Wellyopolis

July 12, 2004

political inkblots

Gregg Easterbrook writes :

... it's important to know that before the American-led invasion to subjugate Iraq for sinister oil interests, this invasion staged as part of America's gruesome campaign to lay waste the world, daily life in Iraq was smiling and laughing and flying kites! According to Michael Moore, at least, until March 2003, Iraq was a land of happy kite-flyers, without any oppression. .... Fahrenheit 9/11 does well to remind us that U.S. forces have killed the innocent in Iraq; unlike the attackers on 9/11, it was not our intent to kill the innocent, but kill them we have, and to the dead it's all the same. That innocents have died in Iraq is rarely being mentioned in American debate, and Moore is right to find this an outrage.

I think the above well illustrates Kevin Drum's point that

that the real value of Fahrenheit 9/11 is that it serves as a pointedly political Rorschach test: you see in it primarily a reflection of yourself.

The part of the movie where Moore shows children flying kites has little commentary. Nowhere does Mooore directly say that life in Iraq is free of oppression, and all about happy kite-flying. Nowhere!

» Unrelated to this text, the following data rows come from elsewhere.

use std::fmt;

use chrono::{DateTime, Utc};
use serde::{Serialize, Deserialize};

use kns_types::defaults::{AWAITING_SYNC_MESSAGE, IMPORTED_MESSAGE};

use crate::core::Status;

#[derive(Debug, Clone, Copy, Default, PartialEq, Eq, Serialize, Deserialize)]
pub enum TopicPhase {
    Success,
    #[default]
    Pending,
    Failed,
}

impl fmt::Display for TopicPhase {
    fn fmt(&self, f: &mut fmt::Formatter<'_>) -> fmt::Result {
        let label = match self {
            Self::Success => "Success",
            Self::Pending => "Pending",
            Self::Failed => "Failed",
        };
        write!(f, "{label}")
    }
}

#[derive(Debug, Clone, Default, PartialEq, Eq, Serialize, Deserialize)]
#[serde(rename_all = "camelCase")]
pub struct TopicStatus {
    pub phase: TopicPhase,
    #[serde(default)]
    pub message: String,
    #[serde(default, skip_serializing_if = "Option::is_none")]
    pub last_update: Option<DateTime<Utc>>,
}

impl Status for TopicStatus {}

impl TopicStatus {
    fn new(phase: TopicPhase, message: impl Into<String>) -> Self {
        Self {
            phase,
            message: message.into(),
            last_update: Some(Utc::now()),
        }
    }

    pub fn success(message: impl Into<String>) -> Self {
        Self::new(TopicPhase::Success, message)
    }

    pub fn pending() -> Self {
        Self::new(TopicPhase::Pending, AWAITING_SYNC_MESSAGE)
    }

    pub fn failed(message: impl Into<String>) -> Self {
        Self::new(TopicPhase::Failed, message)
    }

    pub fn imported() -> Self {
        Self::success(IMPORTED_MESSAGE)
    }

    /// same phase and message, update time ignored
    pub fn same_outcome(&self, other: &Self) -> bool {
        self.phase == other.phase && self.message == other.message
    }
}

When I saw the movie, I took the sequence with the kites juxtaposed with the bodies of the dead to primarily be an indictment of the killing of innocent people. For all the attention on the 900 odd American deaths in Iraq, there's very little acknowledgement of the Iraqi death toll that's 10,000 times higher.

A strange moral calculus when you're going in there to liberate people and set them free, but I suppose that just shows how much Iraqi lives are worth in the American media.

As for Moore eliding over the story of oppression in Hussein's Iraq; it seems to me that you could view the movie as adding to what we know about our involvement in Iraq the last 2 years; the story of Hussein's oppression has been often told that it's hardly necessary for Moore to repeat it.

And the contrast with 9/11! Whether or not you think the invasion of Iraq was merited or not, contrasting American intentions in Iraq with the motivations of the 9/11 hijackers, conflates two entirely distinct moral questions.

Even if the 9/11 attacks were justified, the justification for invading Iraq would still be an entirely distinct issue, to be decided on its own strategic or moral merits.

The wrongs (9/11) others do to us (broadly conceived) are done by other people, and the people who died then are dead forever. What we do in response is done by us, is our responsibility, and cannot bring the original victims back.

Iraq can be judged in relation to 9/11 on a strategic level, but there's no way in which the immorality of others makes our actions moral or immoral. Not in a world where we believe, or claim to believe, that the taking of another human life is absolutely and always, a moral wrong.